* WHAT TO WORK ON
Print, exactly and completely, the data that appears below.

* DATASET CONTENT

----------------

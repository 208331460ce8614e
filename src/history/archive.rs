// src/history/archive.rs
use anyhow::{Context, Result};
use chrono::{DateTime, TimeZone};
use std::{
    fs,
    path::{Path, PathBuf},
};
use tracing::info;

use crate::schema::types::CanonicalTable;
use crate::schema::write::write_table;

/// Date-partitioned snapshots of emitted tables:
/// `<dir>/date=YYYY-MM-DD/air_quality_HHMMSS.csv`.
pub struct Archive {
    dir: PathBuf,
}

impl Archive {
    pub fn new(dir: impl Into<PathBuf>) -> Result<Self> {
        let dir = dir.into();
        fs::create_dir_all(&dir).with_context(|| format!("creating archive directory {:?}", dir))?;
        Ok(Self { dir })
    }

    pub fn dir(&self) -> &Path {
        &self.dir
    }

    /// Snapshot path for a run finished at `at`.
    pub fn snapshot_path<Tz: TimeZone>(&self, at: &DateTime<Tz>) -> PathBuf
    where
        Tz::Offset: std::fmt::Display,
    {
        self.dir
            .join(format!("date={}", at.format("%Y-%m-%d")))
            .join(format!("air_quality_{}.csv", at.format("%H%M%S")))
    }

    /// Write a copy of `table`. A snapshot from the same second is replaced.
    pub fn record<Tz: TimeZone>(
        &self,
        table: &CanonicalTable,
        delimiter: u8,
        at: &DateTime<Tz>,
    ) -> Result<PathBuf>
    where
        Tz::Offset: std::fmt::Display,
    {
        let path = self.snapshot_path(at);
        write_table(&path, table, delimiter)?;
        info!(path = %path.display(), "archived snapshot");
        Ok(path)
    }
}

#[cfg(test)]
mod tests {
    use super::*;
    use crate::schema::types::CanonicalRow;
    use chrono::{FixedOffset, TimeZone};
    use tempfile::tempdir;

    #[test]
    fn snapshots_are_partitioned_by_date() -> Result<()> {
        let dir = tempdir()?;
        let archive = Archive::new(dir.path().join("archive"))?;
        let at = FixedOffset::east_opt(3600)
            .unwrap()
            .with_ymd_and_hms(2024, 12, 14, 10, 5, 9)
            .unwrap();
        let table = CanonicalTable {
            rows: vec![CanonicalRow::new("Добој", "10:00")],
        };

        let path = archive.record(&table, b',', &at)?;
        assert_eq!(
            path,
            archive
                .dir()
                .join("date=2024-12-14")
                .join("air_quality_100509.csv")
        );
        assert!(path.is_file());
        Ok(())
    }
}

----------------

* PROBLEM SOLUTION
repository 208331460ce8614e
filename src/history/archive.rs
// src/history/archive.rs
use anyhow::{Context, Result};
use chrono::{DateTime, TimeZone};
use std::{
    fs,
    path::{Path, PathBuf},
};
use tracing::info;

use crate::schema::types::CanonicalTable;
use crate::schema::write::write_table;

/// Date-partitioned snapshots of emitted tables:
/// `<dir>/date=YYYY-MM-DD/air_quality_HHMMSS.csv`.
pub struct Archive {
    dir: PathBuf,
}

impl Archive {
    pub fn new(dir: impl Into<PathBuf>) -> Result<Self> {
        let dir = dir.into();
        fs::create_dir_all(&dir).with_context(|| format!("creating archive directory {:?}", dir))?;
        Ok(Self { dir })
    }

    pub fn dir(&self) -> &Path {
        &self.dir
    }

    /// Snapshot path for a run finished at `at`.
    pub fn snapshot_path<Tz: TimeZone>(&self, at: &DateTime<Tz>) -> PathBuf
    where
        Tz::Offset: std::fmt::Display,
    {
        self.dir
            .join(format!("date={}", at.format("%Y-%m-%d")))
            .join(format!("air_quality_{}.csv", at.format("%H%M%S")))
    }

    /// Write a copy of `table`. A snapshot from the same second is replaced.
    pub fn record<Tz: TimeZone>(
        &self,
        table: &CanonicalTable,
        delimiter: u8,
        at: &DateTime<Tz>,
    ) -> Result<PathBuf>
    where
        Tz::Offset: std::fmt::Display,
    {
        let path = self.snapshot_path(at);
        write_table(&path, table, delimiter)?;
        info!(path = %path.display(), "archived snapshot");
        Ok(path)
    }
}

#[cfg(test)]
mod tests {
    use super::*;
    use crate::schema::types::CanonicalRow;
    use chrono::{FixedOffset, TimeZone};
    use tempfile::tempdir;

    #[test]
    fn snapshots_are_partitioned_by_date() -> Result<()> {
        let dir = tempdir()?;
        let archive = Archive::new(dir.path().join("archive"))?;
        let at = FixedOffset::east_opt(3600)
            .unwrap()
            .with_ymd_and_hms(2024, 12, 14, 10, 5, 9)
            .unwrap();
        let table = CanonicalTable {
            rows: vec![CanonicalRow::new("Добој", "10:00")],
        };

        let path = archive.record(&table, b',', &at)?;
        assert_eq!(
            path,
            archive
                .dir()
                .join("date=2024-12-14")
                .join("air_quality_100509.csv")
        );
        assert!(path.is_file());
        Ok(())
    }
}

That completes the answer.